Review: Without argument, Terror Danjah has been one of the most influential and respected producers in the grime scene since day one, and "Invasion" is his sixth album. Fully instrumental and loaded with ideas, samples and a myriad of musical twists and turns, this far excels any standard grime boundary and celebrates everything that's great about UK bass and beatmaking culture. Every beat has its own story; the soulful swoons on "Scene 1", the absolute gully daggers of "Snowfall", the wheezy eastern pipework of "TBC" and the dense, intense head-spin "After Dark". Total blueprint business and releases at a very poignant time. We wish Terror a speedy and full recovery.
Review: It's hard to think of a DJ with the global profile of Nina Kraviz who runs a label as underground and innovative as trip. The latest comes from Shadowax, who has previously contributed to the label's compilations but now makes her full label debut. Unlike much of the frantic and frenetic material trip has dealt with in the past, this EP slows the tempos and explores more moody and hypnotic techno. Opener "Nikolai Reptile" is a super slow motion and dub rhythm with searching synth lines gently riding up and down the scale, while "Ochen" recalls the icy minimal perfection of Daniel Bell. "What About Me" has spoken word mutterings and paranoid, pressurised kicks that hurry you along and lastly "Mortal Talking" is a flurry of hyper-speed drums and synth loops to fully flip you out.
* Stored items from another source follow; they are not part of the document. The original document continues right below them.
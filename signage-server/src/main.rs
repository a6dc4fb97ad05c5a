mod api;
mod config;
mod db;
mod error;
mod models;
mod schedule;
mod schema;
mod services;
mod storage;
mod store;

use anyhow::Result;
use chrono_tz::Tz;
use std::net::SocketAddr;
use std::sync::Arc;
use tower_http::services::{ServeDir, ServeFile};
use tracing_subscriber::{layer::SubscriberExt, util::SubscriberInitExt};

use crate::config::Config;
use crate::services::playlist_service::PlaylistSettings;
use crate::storage::{FileStore, LocalFileStore};
use crate::store::RuleStore;

#[derive(Clone)]
pub struct AppState {
    pub store: RuleStore,
    pub files: Arc<dyn FileStore>,
    pub config: Arc<Config>,
    /// Base address for playable media URLs, resolved once at startup.
    pub base_url: Arc<str>,
    pub timezone: Tz,
}

impl AppState {
    pub fn new(store: RuleStore, files: Arc<dyn FileStore>, config: Config) -> Result<Self> {
        let timezone = config.timezone()?;
        let base_url: Arc<str> = Arc::from(config.public_base_url());
        Ok(Self {
            store,
            files,
            config: Arc::new(config),
            base_url,
            timezone,
        })
    }

    pub fn playlist_settings(&self) -> PlaylistSettings<'_> {
        PlaylistSettings {
            base_url: &self.base_url,
            default_duration: self.config.playlist.default_display_duration,
        }
    }
}

use clap::Parser;

#[derive(Parser)]
#[command(version, author = "SIGNAGE AUTHORS", about = "Signage Server\nLicensed under AGPLv3\nCreated by SIGNAGE AUTHORS", long_about = None)]
struct Cli {
    /// Path to configuration file
    #[arg(short, long)]
    config: Option<String>,

    /// Generate a default configuration template to stdout
    #[arg(long)]
    generate_config: bool,

    /// Insert the SPOOF001/SPOOF002 test devices if they are missing
    #[arg(long)]
    seed_test_devices: bool,
}

fn run_onboarding() -> Result<Config> {
    use dialoguer::{theme::ColorfulTheme, Input};

    println!("Welcome to Signage Server!");
    println!("It looks like you don't have a configuration file yet.");
    println!("Let's get you set up.\n");

    let host: String = Input::with_theme(&ColorfulTheme::default())
        .with_prompt("Server Host")
        .default("0.0.0.0".to_string())
        .interact_text()?;

    let port: u16 = Input::with_theme(&ColorfulTheme::default())
        .with_prompt("Server Port")
        .default(5000)
        .interact_text()?;

    let db_url: String = Input::with_theme(&ColorfulTheme::default())
        .with_prompt("Database file")
        .default("signage.db".to_string())
        .interact_text()?;

    let upload_dir: String = Input::with_theme(&ColorfulTheme::default())
        .with_prompt("Upload directory")
        .default("uploads".to_string())
        .interact_text()?;

    let timezone: String = Input::with_theme(&ColorfulTheme::default())
        .with_prompt("Facility timezone (IANA name)")
        .default("UTC".to_string())
        .validate_with(|tz: &String| -> Result<(), String> {
            tz.parse::<Tz>().map(|_| ()).map_err(|e| e.to_string())
        })
        .interact_text()?;

    let config_content = format!(
        r#"[server]
host = "{}"
port = {}

[server.https]
enabled = false
cert_path = "certs/cert.pem"
key_path = "certs/key.pem"

[database]
url = "{}"

[storage]
upload_dir = "{}"
max_upload_mb = 500

[playlist]
timezone = "{}"
default_display_duration = 10

[devices]
sweep_interval_secs = 30

[logging]
level = "info"
"#,
        host, port, db_url, upload_dir, timezone
    );

    println!("\nGenerating configuration file: server-config.toml");
    std::fs::write("server-config.toml", &config_content)?;
    println!("Configuration saved successfully!");
    println!("----------------------------------------\n");

    Config::parse(&config_content)
}

#[tokio::main]
async fn main() -> Result<()> {
    // Parse CLI args
    let cli = Cli::parse();

    if cli.generate_config {
        println!("{}", Config::default_template());
        return Ok(());
    }

    // Determine config path
    let config_path = cli
        .config
        .clone()
        .unwrap_or_else(|| "server-config.toml".to_string());

    // Only onboard when no path was given and someone is at the terminal
    if std::fs::metadata(&config_path).is_err() && cli.config.is_none() && console::user_attended()
    {
        if let Err(e) = run_onboarding() {
            eprintln!("Onboarding failed: {}", e);
            std::process::exit(1);
        }
    }

    if std::fs::metadata(&config_path).is_err() {
        eprintln!("Error: Configuration file '{}' not found.", config_path);
        eprintln!("Run with --generate-config to see a template.");
        std::process::exit(1);
    }

    // Load configuration
    let config = Config::load(&config_path)?;

    // Initialize tracing
    tracing_subscriber::registry()
        .with(
            tracing_subscriber::EnvFilter::try_from_default_env().unwrap_or_else(|_| {
                format!(
                    "signage_server={},tower_http=debug",
                    config.logging.level
                )
                .into()
            }),
        )
        .with(tracing_subscriber::fmt::layer())
        .init();

    tracing::info!("Loaded configuration from {}", config_path);

    // Setup database
    let db_pool = db::create_pool(&config.database.url)?;
    db::run_migrations(&mut db_pool.get()?)?;
    let store = RuleStore::new(db_pool);
    tracing::info!("Database initialized");

    if cli.seed_test_devices {
        let seeded =
            services::device_registry::seed_test_devices(&store, chrono::Utc::now().naive_utc())?;
        tracing::info!("Seeded {} test devices", seeded);
    }

    let files = LocalFileStore::new(&config.storage.upload_dir)?;
    tracing::info!("Storing uploads in {:?}", files.root());

    // Create app state
    let state = AppState::new(store, Arc::new(files), config.clone())?;
    tracing::info!(
        "Serving media from {} (schedule timezone {})",
        state.base_url,
        state.timezone
    );

    // Spawn device liveness sweep
    tokio::spawn(services::device_monitor::run(
        state.store.clone(),
        config.devices.stale_after_secs,
        config.devices.sweep_interval_secs,
    ));

    let addr = format!("{}:{}", config.server.host, config.server.port);

    // Build router, serving the admin UI when one is configured
    let mut app = api::app(state);
    if let Some(static_path) = &config.server.ui_path {
        tracing::info!("Using configured UI path: {}", static_path);
        app = app.fallback_service(
            ServeDir::new(static_path)
                .not_found_service(ServeFile::new(format!("{}/index.html", static_path))),
        );
    }

    // Start server
    let listener_address: SocketAddr = addr
        .parse()
        .map_err(|e| anyhow::anyhow!("Invalid host/port: {}", e))?;

    if let Some(https_config) = &config.server.https {
        if https_config.enabled {
            use axum_server::tls_rustls::RustlsConfig;

            tracing::info!("Starting server in HTTPS mode on {}", addr);

            // Validate cert paths
            if !std::path::Path::new(&https_config.cert_path).exists() {
                anyhow::bail!("Certificate file not found: {}", https_config.cert_path);
            }
            if !std::path::Path::new(&https_config.key_path).exists() {
                anyhow::bail!("Key file not found: {}", https_config.key_path);
            }

            let tls_config =
                RustlsConfig::from_pem_file(&https_config.cert_path, &https_config.key_path)
                    .await?;

            axum_server::bind_rustls(listener_address, tls_config)
                .serve(app.into_make_service_with_connect_info::<SocketAddr>())
                .await?;

            return Ok(());
        }
    }

    // Default HTTP mode
    let listener = tokio::net::TcpListener::bind(listener_address).await?;
    tracing::info!("Server listening on {} (HTTP)", addr);

    axum::serve(
        listener,
        app.into_make_service_with_connect_info::<SocketAddr>(),
    )
    .await?;

    Ok(())
}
Review: Om Unit takes it to the bridge once again. His label's first V/A collection since its evergreen "Cosmology Selections" in 2017, it's another vast plain ripe in sonic depths and textures from some of the most left-minded, boundary-fusing captains in the bass game. Featuring two crucial link-ups from the bossman himself with two kindred spirits Djrum and Synkro plus a whole cosmic cornucopia of voyages from the likes of Danny Scrilla, J:Kenzo, Vromm and stacks more, every track is a highlight in its own beguiling way. No label flares with the same level of dark vitality, there's more than enough for our brains to chew on right here.
Review: Destination San Francisco: Artikal snap-up Saule for his debut EP release. Long-time selector but an emerging producer, he's pushing all the right buttons here. Opener "Zeroes" is all flabby moving subs and shimmering theremin harmonics, "Baro" hits with more of an industrial twang in the percussive textures without losing any sense of warmth, trippiness or weirdness (watch out for the danked-out breakdown, though). The final shots are fired on "Pistola" as things take an even stranger turn; tones melt, drums turn into pistons and the sub wobble is off the chain. From "Zeroes" to heroes - this one is a keeper.
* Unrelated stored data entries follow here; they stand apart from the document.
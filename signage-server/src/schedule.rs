//! Temporal rule model: weekday tokens, daily time windows and the schedule
//! template written onto assignment rows.

use chrono::{Datelike, NaiveDate, NaiveDateTime, NaiveTime, Weekday};
use serde::{Deserialize, Serialize};
use std::fmt;
use std::str::FromStr;

use crate::error::{ServiceError, ServiceResult};

pub const DEFAULT_DISPLAY_DURATION: i32 = 10;

#[derive(Debug, Clone, Copy, PartialEq, Eq, Hash, Serialize, Deserialize)]
#[serde(rename_all = "lowercase")]
pub enum WeekdayToken {
    Mon,
    Tue,
    Wed,
    Thu,
    Fri,
    Sat,
    Sun,
    All,
    Weekdays,
    Weekends,
}

impl WeekdayToken {
    pub fn as_str(&self) -> &'static str {
        match self {
            WeekdayToken::Mon => "mon",
            WeekdayToken::Tue => "tue",
            WeekdayToken::Wed => "wed",
            WeekdayToken::Thu => "thu",
            WeekdayToken::Fri => "fri",
            WeekdayToken::Sat => "sat",
            WeekdayToken::Sun => "sun",
            WeekdayToken::All => "all",
            WeekdayToken::Weekdays => "weekdays",
            WeekdayToken::Weekends => "weekends",
        }
    }

    pub fn from_weekday(day: Weekday) -> Self {
        match day {
            Weekday::Mon => WeekdayToken::Mon,
            Weekday::Tue => WeekdayToken::Tue,
            Weekday::Wed => WeekdayToken::Wed,
            Weekday::Thu => WeekdayToken::Thu,
            Weekday::Fri => WeekdayToken::Fri,
            Weekday::Sat => WeekdayToken::Sat,
            Weekday::Sun => WeekdayToken::Sun,
        }
    }

    pub fn matches(&self, day: Weekday) -> bool {
        match self {
            WeekdayToken::All => true,
            WeekdayToken::Weekdays => !is_weekend(day),
            WeekdayToken::Weekends => is_weekend(day),
            literal => *literal == WeekdayToken::from_weekday(day),
        }
    }
}

fn is_weekend(day: Weekday) -> bool {
    matches!(day, Weekday::Sat | Weekday::Sun)
}

impl FromStr for WeekdayToken {
    type Err = ServiceError;

    fn from_str(s: &str) -> Result<Self, Self::Err> {
        match s.trim().to_ascii_lowercase().as_str() {
            "mon" => Ok(WeekdayToken::Mon),
            "tue" => Ok(WeekdayToken::Tue),
            "wed" => Ok(WeekdayToken::Wed),
            "thu" => Ok(WeekdayToken::Thu),
            "fri" => Ok(WeekdayToken::Fri),
            "sat" => Ok(WeekdayToken::Sat),
            "sun" => Ok(WeekdayToken::Sun),
            "all" => Ok(WeekdayToken::All),
            "weekdays" => Ok(WeekdayToken::Weekdays),
            "weekends" => Ok(WeekdayToken::Weekends),
            other => Err(ServiceError::validation(format!(
                "unknown weekday token '{}'",
                other
            ))),
        }
    }
}

impl fmt::Display for WeekdayToken {
    fn fmt(&self, f: &mut fmt::Formatter<'_>) -> fmt::Result {
        f.write_str(self.as_str())
    }
}

/// Set of weekday tokens attached to a rule. Absent or empty input
/// normalizes to `all`.
#[derive(Debug, Clone, PartialEq, Eq)]
pub struct DaySet(Vec<WeekdayToken>);

impl DaySet {
    pub fn all() -> Self {
        DaySet(vec![WeekdayToken::All])
    }

    /// Parses administrator input. Unknown tokens are rejected.
    pub fn from_tokens<S: AsRef<str>>(tokens: &[S]) -> ServiceResult<Self> {
        let mut parsed = Vec::with_capacity(tokens.len());
        for token in tokens {
            let token: WeekdayToken = token.as_ref().parse()?;
            if !parsed.contains(&token) {
                parsed.push(token);
            }
        }
        if parsed.is_empty() {
            return Ok(DaySet::all());
        }
        Ok(DaySet(parsed))
    }

    /// Reads the serialized list persisted on a rule row. Unknown tokens are
    /// skipped so one bad value does not take the whole playlist down.
    pub fn from_stored(raw: Option<&str>) -> Self {
        let raw = match raw.map(str::trim) {
            Some(raw) if !raw.is_empty() => raw,
            _ => return DaySet::all(),
        };

        let tokens: Vec<String> = match serde_json::from_str(raw) {
            Ok(tokens) => tokens,
            Err(e) => {
                tracing::warn!("Unreadable days_of_week value {:?}: {}", raw, e);
                return DaySet::all();
            }
        };

        if tokens.is_empty() {
            return DaySet::all();
        }

        let parsed = tokens
            .iter()
            .filter_map(|t| match t.parse::<WeekdayToken>() {
                Ok(token) => Some(token),
                Err(_) => {
                    tracing::warn!("Ignoring unknown weekday token {:?}", t);
                    None
                }
            })
            .collect();

        DaySet(parsed)
    }

    pub fn to_stored(&self) -> String {
        let tokens: Vec<&str> = self.0.iter().map(|t| t.as_str()).collect();
        serde_json::to_string(&tokens).unwrap_or_else(|_| "[\"all\"]".to_string())
    }

    pub fn tokens(&self) -> &[WeekdayToken] {
        &self.0
    }

    pub fn matches(&self, day: Weekday) -> bool {
        self.0.iter().any(|token| token.matches(day))
    }
}

impl Default for DaySet {
    fn default() -> Self {
        DaySet::all()
    }
}

/// Inclusive daily window. Windows that cross midnight (start > end) never
/// match.
#[derive(Debug, Clone, Copy, PartialEq, Eq)]
pub struct TimeWindow {
    pub start: NaiveTime,
    pub end: NaiveTime,
}

impl TimeWindow {
    pub fn new(start: NaiveTime, end: NaiveTime) -> Self {
        Self { start, end }
    }

    /// Window filtering is only active when both bounds are present.
    pub fn from_bounds(start: Option<NaiveTime>, end: Option<NaiveTime>) -> Option<Self> {
        match (start, end) {
            (Some(start), Some(end)) => Some(TimeWindow::new(start, end)),
            _ => None,
        }
    }

    pub fn contains(&self, time: NaiveTime) -> bool {
        self.start <= time && time <= self.end
    }
}

pub fn day_matches(days: &DaySet, at: NaiveDateTime) -> bool {
    days.matches(at.weekday())
}

pub fn time_matches(window: Option<&TimeWindow>, at: NaiveDateTime) -> bool {
    match window {
        Some(window) => window.contains(at.time()),
        None => true,
    }
}

/// Accepts `HH:MM` (HTML time inputs) and `HH:MM:SS`.
pub fn parse_time_of_day(value: &str) -> ServiceResult<NaiveTime> {
    let value = value.trim();
    NaiveTime::parse_from_str(value, "%H:%M:%S")
        .or_else(|_| NaiveTime::parse_from_str(value, "%H:%M"))
        .map_err(|_| ServiceError::validation(format!("invalid time of day '{}'", value)))
}

pub fn parse_date(value: &str) -> ServiceResult<NaiveDate> {
    let value = value.trim();
    NaiveDate::parse_from_str(value, "%Y-%m-%d")
        .map_err(|_| ServiceError::validation(format!("invalid date '{}'", value)))
}

fn non_blank(value: &Option<String>) -> Option<&str> {
    value.as_deref().map(str::trim).filter(|v| !v.is_empty())
}

/// Raw schedule payload as submitted by the admin UI. Blank strings are
/// treated as absent.
#[derive(Debug, Clone, Default, Deserialize)]
pub struct ScheduleRequest {
    #[serde(default)]
    pub days_of_week: Option<Vec<String>>,
    pub display_duration: Option<i32>,
    pub start_time: Option<String>,
    pub end_time: Option<String>,
    pub start_date: Option<String>,
    pub end_date: Option<String>,
}

/// Schedule written onto rule rows. One template can be applied to every
/// rule of a media item at once, or to a single device's rule.
#[derive(Debug, Clone, PartialEq, Eq)]
pub struct ScheduleTemplate {
    pub days: DaySet,
    pub display_duration: i32,
    pub start_date: Option<NaiveDate>,
    pub end_date: Option<NaiveDate>,
    pub time_window: Option<TimeWindow>,
}

impl ScheduleTemplate {
    /// Every day, no date or time bounds.
    pub fn unrestricted(display_duration: Option<i32>) -> Self {
        Self {
            days: DaySet::all(),
            display_duration: display_duration.unwrap_or(DEFAULT_DISPLAY_DURATION),
            start_date: None,
            end_date: None,
            time_window: None,
        }
    }

    pub fn from_request(req: &ScheduleRequest) -> ServiceResult<Self> {
        let days = match &req.days_of_week {
            Some(tokens) => DaySet::from_tokens(tokens.as_slice())?,
            None => DaySet::all(),
        };

        let display_duration = validate_duration(req.display_duration)?;

        let start_time = non_blank(&req.start_time).map(parse_time_of_day).transpose()?;
        let end_time = non_blank(&req.end_time).map(parse_time_of_day).transpose()?;
        if start_time.is_some() != end_time.is_some() {
            return Err(ServiceError::validation(
                "start_time and end_time must be set together",
            ));
        }

        Ok(Self {
            days,
            display_duration,
            start_date: non_blank(&req.start_date).map(parse_date).transpose()?,
            end_date: non_blank(&req.end_date).map(parse_date).transpose()?,
            time_window: TimeWindow::from_bounds(start_time, end_time),
        })
    }

    /// Videos are shown for at least their intrinsic length.
    pub fn with_min_duration(mut self, video_duration: Option<i32>) -> Self {
        self.display_duration = effective_duration(self.display_duration, video_duration);
        self
    }
}

pub fn validate_duration(duration: Option<i32>) -> ServiceResult<i32> {
    match duration {
        None => Ok(DEFAULT_DISPLAY_DURATION),
        Some(secs) if secs > 0 => Ok(secs),
        Some(secs) => Err(ServiceError::validation(format!(
            "display_duration must be positive, got {}",
            secs
        ))),
    }
}

pub fn effective_duration(display_duration: i32, video_duration: Option<i32>) -> i32 {
    match video_duration {
        Some(video) if video > display_duration => video,
        _ => display_duration,
    }
}

/// Which rule rows a bulk media update touches.
#[derive(Debug, Clone, PartialEq, Eq)]
pub enum RuleScope {
    AllDevices,
    Device(String),
}

impl RuleScope {
    pub fn from_device(device_id: Option<String>) -> Self {
        match device_id {
            Some(id) if !id.trim().is_empty() => RuleScope::Device(id),
            _ => RuleScope::AllDevices,
        }
    }
}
Review: Bandulu strike again! This time with fellow kindred system spirit Bengal Sound. Two more totally disarming, otherworldly experiments, if you've just returned from Outlook then you'll already know what damage these are causing. "Never Mind" warms up with graveyard stroll before opening up into a strange shimmering organ riff that doesn't quite sound as if it's made on this planet. "Short Stay" meanwhile twists up the percussion and drum arrangements, making them almost breathe with trippy toxicity and a wooziness you just can't find in any other style of music. One of a kind and already teased out a few months ago. This new batch won't last long.
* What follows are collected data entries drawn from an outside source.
use axum::http::StatusCode;
use axum::response::{IntoResponse, Response};
use serde_json::json;

/// Failure kinds surfaced by the scheduling services.
#[derive(Debug, thiserror::Error)]
pub enum ServiceError {
    #[error("Validation failed: {0}")]
    Validation(String),

    #[error("Media {media_id} is already assigned to device {device_id}")]
    DuplicateAssignment { device_id: String, media_id: i32 },

    #[error("{entity} {id} not found")]
    NotFound { entity: &'static str, id: String },

    #[error("Storage error: {0}")]
    Storage(#[from] diesel::result::Error),

    #[error("Storage unavailable: {0}")]
    Pool(#[from] diesel::r2d2::PoolError),

    #[error("File I/O error: {0}")]
    FileIo(#[from] std::io::Error),
}

impl ServiceError {
    pub fn validation(msg: impl Into<String>) -> Self {
        ServiceError::Validation(msg.into())
    }

    pub fn not_found(entity: &'static str, id: impl ToString) -> Self {
        ServiceError::NotFound {
            entity,
            id: id.to_string(),
        }
    }
}

pub type ServiceResult<T> = Result<T, ServiceError>;

/// HTTP wrapper that turns a [`ServiceError`] into a JSON error body.
#[derive(Debug)]
pub struct ApiError(pub ServiceError);

impl From<ServiceError> for ApiError {
    fn from(err: ServiceError) -> Self {
        ApiError(err)
    }
}

impl IntoResponse for ApiError {
    fn into_response(self) -> Response {
        let (status, code, message) = match &self.0 {
            ServiceError::Validation(msg) => {
                (StatusCode::BAD_REQUEST, "VALIDATION_ERROR", msg.clone())
            }
            ServiceError::DuplicateAssignment { .. } => (
                StatusCode::CONFLICT,
                "DUPLICATE_ASSIGNMENT",
                self.0.to_string(),
            ),
            ServiceError::NotFound { .. } => {
                (StatusCode::NOT_FOUND, "NOT_FOUND", self.0.to_string())
            }
            ServiceError::Storage(_) | ServiceError::Pool(_) => {
                tracing::error!(error = %self.0, "Storage failure");
                (
                    StatusCode::INTERNAL_SERVER_ERROR,
                    "STORAGE_ERROR",
                    "Storage is temporarily unavailable".to_string(),
                )
            }
            ServiceError::FileIo(_) => {
                tracing::error!(error = %self.0, "File store failure");
                (
                    StatusCode::INTERNAL_SERVER_ERROR,
                    "FILE_IO_ERROR",
                    "Failed to access media storage".to_string(),
                )
            }
        };

        let body = json!({
            "error": message,
            "code": code,
        });

        (status, axum::Json(body)).into_response()
    }
}

pub type ApiResult<T> = Result<T, ApiError>;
Review: Chonkster Rygby comes correct once again on one of his earliest stomping grounds, Encrypted. Opener "Jansky" doesn't so much as make you swoon but will have you swiping right all night long with its emotional chords and affable off-side bass bubbles. "Twinkle Toez", however, isn't quite the lover's lullaby. Creepy Halloween feels a-go-go, this explores a much darker side of Rygby's bounce athletics. "Deadliest Force" closes us off on more of a grime instrumental vibe but with a wry filmic edge. Emotions remain high. As they always do with this Bristol basssmith.
Review: Deep mischief from the Bangor triad LSN. Their first EP since December 2018, it's an instant hit of low end refreshment that stretches the full terrain. On the A: "I Don't Know What That Means" is a deeply trippy workout that turns the spoken word samples inside out while "Oscillator" flips for a raw vocal cut that swaggers and smoulders in equal measure. Meanwhile on the B: "Gone For Never" is a stern jam sprung with a tightly coiled buzzing riff and "Rubberhands" brings every bit as much funk as its name implies. Squelchy.
Review: Big bites as P Jam unite with Capo Lee for a beat hotter than Peri-Peri Vusa. Jam lays down a bouncy riddim full of character and cheeky trippy flurries while Capo gets down to business with a tale of a hectic schedule. Flip for an even spicier dish as the instrumental neck-snapper "Kumasi". Robotic, squelchy, bashy. It's the perfect side for the main banquet. Black card business.